I know that RAR archives support parity files which allow you to repair damaged archives. I am wondering if there is an alternative to RAR though (ideally an open source one). Also, I'm looking for a format that incorporates the parity file into the archive so that you don't have separate PAR files floating around which are easy to lose. Also, compression ratio isn't that important. Compressing the text files down a bit would be nice, but the document scans are already compressed, so trying to compress them again would probably just slow things thing.

I did manage to find a program called Parchive (http://sourceforge.net/projects/parchive), but it turns out that the parity files it creates are is big as the original file! I do do backups, but it can be a hassle to go try to compare files from several different drives and and then try to figure out which version I should restore. Anyway, thanks for your suggestions.

ramjet_1953
June 21st, 2009, 04:19 AM
I have found that PeaZip is very good.

It is available for both Windows and Linux and is free.

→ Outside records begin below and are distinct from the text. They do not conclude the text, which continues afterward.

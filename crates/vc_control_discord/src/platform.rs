//! [`GuildPlatform`] over serenity's HTTP client.

use crate::conversions::{
    from_channel, from_role, member_info, to_channel, to_guild, to_role, to_user,
};
use async_trait::async_trait;
use serenity::all::{ChannelType, Colour, CreateEmbed, CreateMessage, CreateThread};
use serenity::http::Http;
use std::sync::Arc;
use tracing::{debug, instrument};
use vc_control_core::{ChannelId, GuildId, RoleId, UserId};
use vc_control_error::{PlatformError, PlatformErrorKind};
use vc_control_workflow::{AuditRecord, GuildPlatform, MemberInfo, PlatformResult, RoleHierarchy};

/// Members fetched per page when listing a guild.
const MEMBER_PAGE: u64 = 1000;

/// Reason recorded in the guild audit log for role changes.
const AUDIT_REASON: &str = "VC Control verification";

/// Classify a failed call by its HTTP status.
///
/// ```
/// use vc_control_discord::classify_status;
/// use vc_control_error::PlatformErrorKind;
///
/// assert!(matches!(classify_status(Some(403), "x".into()), PlatformErrorKind::Forbidden(_)));
/// assert!(matches!(classify_status(Some(404), "x".into()), PlatformErrorKind::NotFound(_)));
/// assert!(matches!(classify_status(None, "x".into()), PlatformErrorKind::Api(_)));
/// ```
pub fn classify_status(status: Option<u16>, message: String) -> PlatformErrorKind {
    match status {
        Some(403) => PlatformErrorKind::Forbidden(message),
        Some(404) => PlatformErrorKind::NotFound(message),
        _ => PlatformErrorKind::Api(message),
    }
}

#[track_caller]
pub(crate) fn platform_error(action: &str, err: serenity::Error) -> PlatformError {
    let status = match &err {
        serenity::Error::Http(http) => http.status_code().map(|status| status.as_u16()),
        _ => None,
    };
    PlatformError::new(classify_status(status, format!("{}: {}", action, err)))
}

fn joined_mentions(mentions: Vec<String>) -> String {
    if mentions.is_empty() {
        "None".to_string()
    } else {
        mentions.join(", ")
    }
}

/// The audit embed posted to a guild's log channel.
pub fn audit_embed(record: &AuditRecord) -> CreateEmbed {
    let colour = if record.title == "User Verified" {
        Colour::DARK_GREEN
    } else {
        Colour::RED
    };
    CreateEmbed::new()
        .title(record.title)
        .colour(colour)
        .field("Moderator", record.moderator.mention(), false)
        .field(
            "Users",
            joined_mentions(record.users.iter().map(|user| user.mention()).collect()),
            false,
        )
        .field(
            record.roles_label,
            joined_mentions(record.roles.iter().map(|role| role.mention()).collect()),
            false,
        )
}

/// Guild operations through the bot's HTTP client.
#[derive(Clone)]
pub struct SerenityPlatform {
    http: Arc<Http>,
}

impl std::fmt::Debug for SerenityPlatform {
    fn fmt(&self, f: &mut std::fmt::Formatter<'_>) -> std::fmt::Result {
        f.debug_struct("SerenityPlatform").finish_non_exhaustive()
    }
}

impl SerenityPlatform {
    /// Share an existing HTTP client, typically the gateway context's.
    pub fn new(http: Arc<Http>) -> Self {
        Self { http }
    }
}

#[async_trait]
impl GuildPlatform for SerenityPlatform {
    #[instrument(skip(self), fields(guild = %guild, user = %user))]
    async fn member(&self, guild: GuildId, user: UserId) -> PlatformResult<MemberInfo> {
        let member = self
            .http
            .get_member(to_guild(guild), to_user(user))
            .await
            .map_err(|e| platform_error("fetch member", e))?;
        Ok(member_info(&member))
    }

    #[instrument(skip(self), fields(guild = %guild))]
    async fn role_hierarchy(&self, guild: GuildId) -> PlatformResult<RoleHierarchy> {
        let roles = self
            .http
            .get_guild_roles(to_guild(guild))
            .await
            .map_err(|e| platform_error("fetch roles", e))?;
        let me = self
            .http
            .get_current_user()
            .await
            .map_err(|e| platform_error("fetch bot user", e))?;
        let bot = self
            .http
            .get_member(to_guild(guild), me.id)
            .await
            .map_err(|e| platform_error("fetch bot member", e))?;

        let positions: Vec<(RoleId, u16)> = roles
            .iter()
            .map(|role| (from_role(role.id), role.position))
            .collect();
        let bot_top = roles
            .iter()
            .filter(|role| bot.roles.contains(&role.id))
            .max_by_key(|role| (role.position, role.id))
            .map(|role| from_role(role.id));
        debug!(roles = positions.len(), bot_top = ?bot_top, "Loaded role hierarchy");
        Ok(RoleHierarchy::new(positions, bot_top))
    }

    #[instrument(skip(self), fields(guild = %guild, user = %user, role = %role))]
    async fn add_role(&self, guild: GuildId, user: UserId, role: RoleId) -> PlatformResult<()> {
        self.http
            .add_member_role(to_guild(guild), to_user(user), to_role(role), Some(AUDIT_REASON))
            .await
            .map_err(|e| platform_error("add role", e))
    }

    #[instrument(skip(self), fields(guild = %guild, user = %user, role = %role))]
    async fn remove_role(&self, guild: GuildId, user: UserId, role: RoleId) -> PlatformResult<()> {
        self.http
            .remove_member_role(to_guild(guild), to_user(user), to_role(role), Some(AUDIT_REASON))
            .await
            .map_err(|e| platform_error("remove role", e))
    }

    #[instrument(skip(self, roles), fields(guild = %guild, roles = roles.len()))]
    async fn members_with_roles(
        &self,
        guild: GuildId,
        roles: &[RoleId],
    ) -> PlatformResult<Vec<MemberInfo>> {
        let wanted: Vec<_> = roles.iter().copied().map(to_role).collect();
        let mut found = Vec::new();
        let mut after = None;
        loop {
            let page = to_guild(guild)
                .members(&self.http, Some(MEMBER_PAGE), after)
                .await
                .map_err(|e| platform_error("list members", e))?;
            let Some(last) = page.last() else {
                break;
            };
            after = Some(last.user.id);
            let full = page.len() as u64 == MEMBER_PAGE;
            found.extend(
                page.iter()
                    .filter(|member| member.roles.iter().any(|role| wanted.contains(role)))
                    .map(member_info),
            );
            if !full {
                break;
            }
        }
        debug!(found = found.len(), "Listed members holding recipient roles");
        Ok(found)
    }

    #[instrument(skip(self), fields(channel = %channel))]
    async fn create_private_thread(
        &self,
        channel: ChannelId,
        name: &str,
    ) -> PlatformResult<ChannelId> {
        let builder = CreateThread::new(name)
            .kind(ChannelType::PrivateThread)
            .invitable(false);
        let thread = to_channel(channel)
            .create_thread(&*self.http, builder)
            .await
            .map_err(|e| platform_error("create thread", e))?;
        Ok(from_channel(thread.id))
    }

    async fn add_thread_member(&self, thread: ChannelId, user: UserId) -> PlatformResult<()> {
        to_channel(thread)
            .add_thread_member(&self.http, to_user(user))
            .await
            .map_err(|e| platform_error("add thread member", e))
    }

    async fn send_message(&self, channel: ChannelId, content: &str) -> PlatformResult<()> {
        to_channel(channel)
            .say(&*self.http, content)
            .await
            .map(|_| ())
            .map_err(|e| platform_error("send message", e))
    }

    #[instrument(skip(self, record), fields(channel = %channel, title = record.title))]
    async fn send_audit(&self, channel: ChannelId, record: &AuditRecord) -> PlatformResult<()> {
        to_channel(channel)
            .send_message(&*self.http, CreateMessage::new().embed(audit_embed(record)))
            .await
            .map(|_| ())
            .map_err(|e| platform_error("post audit record", e))
    }
}
//! Store connection settings.

use crate::{DatabaseResult, DisabledGuildConfigStore, GuildConfigStore, PostgresGuildConfigStore};
use derive_getters::Getters;
use std::sync::Arc;
use tracing::info;

/// Settings for the PostgreSQL-backed store.
///
/// # Example
///
/// ```
/// use vc_control_database::StoreSettingsBuilder;
///
/// let settings = StoreSettingsBuilder::default()
///     .database_url("postgres://bot@db/vc".to_string())
///     .build()
///     .expect("url is set");
///
/// assert_eq!(settings.connection_url(), "postgres://bot@db/vc?sslmode=require");
/// assert_eq!(*settings.pool_size(), 4);
/// ```
#[derive(Debug, Clone, PartialEq, Eq, Getters, derive_builder::Builder)]
#[builder(setter(into))]
pub struct StoreSettings {
    /// Connection URL, normally taken from `DATABASE_URL`
    database_url: String,
    /// Append `sslmode=require` when the URL names no `sslmode`
    #[builder(default = "true")]
    require_ssl: bool,
    /// Maximum pooled connections
    #[builder(default = "4")]
    pool_size: u32,
    /// Seconds to wait for a pooled connection
    #[builder(default = "30")]
    connection_timeout_secs: u64,
}

impl StoreSettings {
    /// Settings from `DATABASE_URL`, or `None` when it is unset or empty.
    pub fn from_env() -> Option<Self> {
        let url = std::env::var("DATABASE_URL").ok()?;
        Self::from_url(url)
    }

    /// Settings for `url` with default pool options, `None` when it is blank.
    pub fn from_url(url: impl Into<String>) -> Option<Self> {
        let url = url.into();
        if url.trim().is_empty() {
            return None;
        }
        StoreSettingsBuilder::default().database_url(url).build().ok()
    }

    /// Override whether `sslmode=require` is appended.
    pub fn with_require_ssl(mut self, require_ssl: bool) -> Self {
        self.require_ssl = require_ssl;
        self
    }

    /// Override the pool size.
    pub fn with_pool_size(mut self, pool_size: u32) -> Self {
        self.pool_size = pool_size.max(1);
        self
    }

    /// The URL handed to the driver.
    pub fn connection_url(&self) -> String {
        if !self.require_ssl || self.database_url.contains("sslmode=") {
            return self.database_url.clone();
        }
        let separator = if self.database_url.contains('?') { '&' } else { '?' };
        format!("{}{}sslmode=require", self.database_url, separator)
    }
}

/// Open the store for `settings`, or a disabled store when there are none.
///
/// The PostgreSQL pool connects lazily, so an unreachable server surfaces
/// on first use rather than here.
pub fn open_store(settings: Option<&StoreSettings>) -> DatabaseResult<Arc<dyn GuildConfigStore>> {
    match settings {
        Some(settings) => {
            info!(pool_size = settings.pool_size, "Configuration store enabled");
            Ok(Arc::new(PostgresGuildConfigStore::connect(settings)?))
        }
        None => {
            info!("DATABASE_URL not set - configuration store disabled");
            Ok(Arc::new(DisabledGuildConfigStore::new()))
        }
    }
}
//! Wizard messages and the thread message form.
//!
//! Every component's custom id is a [`ComponentId`], so the handler can route
//! its interaction back to the session that rendered it. A message holds at
//! most five action rows; each wizard fits in that.

use serenity::all::{
    ButtonStyle, ChannelType, CreateActionRow, CreateButton, CreateInputText, CreateModal,
    CreateSelectMenu, CreateSelectMenuKind, CreateSelectMenuOption, InputTextStyle,
};
use std::collections::HashMap;
use vc_control_core::{GuildSettings, RoleId};
use vc_control_workflow::{
    ComponentId, GREETING_FIELD, GREETING_MAX_CHARS, MESSAGE_FIELD, MESSAGE_MAX_CHARS, SessionId,
    Started, Widget, WizardKind,
};

/// The ephemeral message a command replies with.
#[derive(Debug, Clone)]
pub struct WizardView {
    /// Prompt text
    pub content: String,
    /// Select menus and buttons
    pub components: Vec<CreateActionRow>,
}

fn custom_id(session: SessionId, widget: Widget) -> String {
    ComponentId::new(session, widget).to_string()
}

fn select(
    session: SessionId,
    widget: Widget,
    kind: CreateSelectMenuKind,
    placeholder: &str,
    (min, max): (u8, u8),
) -> CreateActionRow {
    CreateActionRow::SelectMenu(
        CreateSelectMenu::new(custom_id(session, widget), kind)
            .placeholder(placeholder)
            .min_values(min)
            .max_values(max),
    )
}

fn roles(session: SessionId, widget: Widget, placeholder: &str, range: (u8, u8)) -> CreateActionRow {
    select(
        session,
        widget,
        CreateSelectMenuKind::Role {
            default_roles: None,
        },
        placeholder,
        range,
    )
}

fn users(session: SessionId, widget: Widget, placeholder: &str, range: (u8, u8)) -> CreateActionRow {
    select(
        session,
        widget,
        CreateSelectMenuKind::User {
            default_users: None,
        },
        placeholder,
        range,
    )
}

fn channels(
    session: SessionId,
    widget: Widget,
    channel_type: ChannelType,
    placeholder: &str,
    range: (u8, u8),
) -> CreateActionRow {
    select(
        session,
        widget,
        CreateSelectMenuKind::Channel {
            channel_types: Some(vec![channel_type]),
            default_channels: None,
        },
        placeholder,
        range,
    )
}

fn buttons(session: SessionId, confirm_label: &str, compose: bool) -> CreateActionRow {
    let mut row = Vec::new();
    if compose {
        row.push(
            CreateButton::new(custom_id(session, Widget::Compose))
                .label("Set Greeting & Message")
                .style(ButtonStyle::Primary),
        );
    }
    row.push(
        CreateButton::new(custom_id(session, Widget::Confirm))
            .label(confirm_label)
            .style(ButtonStyle::Success),
    );
    row.push(
        CreateButton::new(custom_id(session, Widget::Cancel))
            .label("Cancel")
            .style(ButtonStyle::Danger),
    );
    CreateActionRow::Buttons(row)
}

fn role_label(role: RoleId, names: &HashMap<RoleId, String>) -> String {
    names.get(&role).cloned().unwrap_or_else(|| role.to_string())
}

/// Discord rejects select menus with more options than this.
const MAX_SELECT_OPTIONS: usize = 25;

/// Verified roles offered by verify/unverify, labelled with their names.
/// Only the first [`MAX_SELECT_OPTIONS`] roles are offered.
fn verified_role_options(
    settings: &GuildSettings,
    names: &HashMap<RoleId, String>,
    verb: &str,
) -> Vec<CreateSelectMenuOption> {
    settings
        .verified_roles()
        .iter()
        .take(MAX_SELECT_OPTIONS)
        .map(|&role| {
            let label = role_label(role, names);
            CreateSelectMenuOption::new(label.clone(), role.to_string())
                .description(format!("{} {}", verb, label))
        })
        .collect()
}

/// Render the message for a freshly opened session.
///
/// `role_names` labels the verified and guest role options; roles missing
/// from it are labelled by id.
pub fn wizard_view(started: &Started, role_names: &HashMap<RoleId, String>) -> WizardView {
    let session = started.id;
    match started.kind {
        WizardKind::SetupVerification => WizardView {
            content: "Configure verification: pick the verified roles, the roles allowed to \
                      verify members, the guest role and a log channel."
                .to_string(),
            components: vec![
                roles(session, Widget::VerifiedRoles, "Select VERIFIED roles", (1, 5)),
                roles(session, Widget::AllowedRoles, "Select ALLOWED roles", (1, 5)),
                roles(session, Widget::GuestRole, "Select GUEST role", (1, 1)),
                channels(
                    session,
                    Widget::LogChannel,
                    ChannelType::Text,
                    "Select LOGGING channel",
                    (1, 1),
                ),
                buttons(session, "Confirm", false),
            ],
        },
        WizardKind::VerifyUsers | WizardKind::UnverifyUsers => {
            let verify = started.kind == WizardKind::VerifyUsers;
            let (verb, content, users_placeholder, roles_placeholder, guest_placeholder) =
                if verify {
                    (
                        "Assign",
                        "Select the members to verify and the roles to assign.",
                        "Select users to verify",
                        "Select roles to assign",
                        "Select to remove guest role (optional)",
                    )
                } else {
                    (
                        "Remove",
                        "Select the members to unverify and the roles to remove.",
                        "Select users to unverify",
                        "Select roles to remove",
                        "Select to add guest role back (optional)",
                    )
                };
            let options = verified_role_options(&started.settings, role_names, verb);
            let mut components = vec![
                users(session, Widget::Targets, users_placeholder, (1, 5)),
                CreateActionRow::SelectMenu(
                    CreateSelectMenu::new(
                        custom_id(session, Widget::Roles),
                        CreateSelectMenuKind::String {
                            options: options.clone(),
                        },
                    )
                    .placeholder(roles_placeholder)
                    .min_values(1)
                    .max_values(options.len().clamp(1, MAX_SELECT_OPTIONS) as u8),
                ),
            ];
            if let Some(guest) = *started.settings.guest_role() {
                let description = if verify {
                    "Remove this role when verifying"
                } else {
                    "Add this role back when unverifying"
                };
                components.push(CreateActionRow::SelectMenu(
                    CreateSelectMenu::new(
                        custom_id(session, Widget::GuestToggle),
                        CreateSelectMenuKind::String {
                            options: vec![
                                CreateSelectMenuOption::new(
                                    role_label(guest, role_names),
                                    guest.to_string(),
                                )
                                .description(description),
                            ],
                        },
                    )
                    .placeholder(guest_placeholder)
                    .min_values(0)
                    .max_values(1),
                ));
            }
            components.push(buttons(session, if verify { "Verify" } else { "Unverify" }, false));
            WizardView {
                content: content.to_string(),
                components,
            }
        }
        WizardKind::ThreadBroadcast => WizardView {
            content: "Pick the roles whose members each get a thread, the channel to create \
                      them in and the roles to mention, then set the greeting and message."
                .to_string(),
            components: vec![
                roles(
                    session,
                    Widget::RecipientRoles,
                    "Select roles (members to receive threads)",
                    (1, 10),
                ),
                channels(
                    session,
                    Widget::Channel,
                    ChannelType::Text,
                    "Select channel for threads",
                    (1, 1),
                ),
                roles(
                    session,
                    Widget::MentionRoles,
                    "Select roles to mention in messages",
                    (1, 10),
                ),
                buttons(session, "Create Threads", true),
            ],
        },
        WizardKind::SetupRaid => WizardView {
            content: "Pick the raid voice channel and the lead, back-up and scout roles."
                .to_string(),
            components: vec![
                channels(
                    session,
                    Widget::Channel,
                    ChannelType::Voice,
                    "Select Raid Voice Channel",
                    (1, 1),
                ),
                roles(session, Widget::LeadRole, "Select Raid lead role", (1, 1)),
                roles(session, Widget::BackupRole, "Select Back-up role", (1, 1)),
                roles(session, Widget::ScoutRole, "Select Scout role", (1, 1)),
                buttons(session, "Confirm", false),
            ],
        },
        WizardKind::StartRaid => WizardView {
            content: "Pick the channels to pull from and the raid lead(s). Back-ups and scouts \
                      are optional."
                .to_string(),
            components: vec![
                channels(
                    session,
                    Widget::Channels,
                    ChannelType::Voice,
                    "Select channels to pull from",
                    (1, 10),
                ),
                users(session, Widget::Leads, "Select raid lead(s)", (1, 5)),
                users(
                    session,
                    Widget::Backups,
                    "Select back-up lead(s) (optional)",
                    (0, 5),
                ),
                users(session, Widget::Scouts, "Select scout(s) (optional)", (0, 5)),
                buttons(session, "Start Raid", false),
            ],
        },
    }
}

/// The greeting and message form for a thread-broadcast session.
pub fn message_form(session: SessionId) -> CreateModal {
    CreateModal::new(
        custom_id(session, Widget::MessageForm),
        "Thread Message Configuration",
    )
    .components(vec![
        CreateActionRow::InputText(
            CreateInputText::new(InputTextStyle::Short, "Greeting", GREETING_FIELD)
                .placeholder("e.g., Hello")
                .required(true)
                .max_length(GREETING_MAX_CHARS as u16),
        ),
        CreateActionRow::InputText(
            CreateInputText::new(InputTextStyle::Paragraph, "Message", MESSAGE_FIELD)
                .placeholder("Your message here...")
                .required(true)
                .max_length(MESSAGE_MAX_CHARS as u16),
        ),
    ])
}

Here is a link to download.

http://peazip.sourceforge.net/

Regards,
Roger :D

balachandarlinks
June 21st, 2009, 04:35 AM
Hi,
Try 7zip.It is extremely good and you can install the 7zip plug in to your ubuntu archiver using synaptic.
cheers,

learningcurb
June 21st, 2009, 09:08 AM
Can either of these programs generate parity data though? I checked Peazip and I don't think it can, though it can repair damaged ARC files. I'm not sure anyone really uses ARC files. I like some of it's checksumming features though.

stinger30au
June 21st, 2009, 10:10 AM
use whatever format you like, but if the data is damaged be it zip or not your going to lose data


you need to look at the media your backing your data to

is it a hdd or cd/dvd???

have you checked the media for errors? eg run some kind of disc tools on he hdd to checkf ro bad sectors?
you can use this to test

http://www.ultimatebootcd.com/

if your using cd/dvd to backup to, i would suggest try a different brand of media first. if that fails, replace the dvd burner, they are cheap as chips now days, in fact im suprised they are not putting them in corn flakes packets as bonus giveaways for the kids

Wim Sturkenboom
June 21st, 2009, 10:51 AM
No answer to the question but it shows that it's important to verify that backups are OK.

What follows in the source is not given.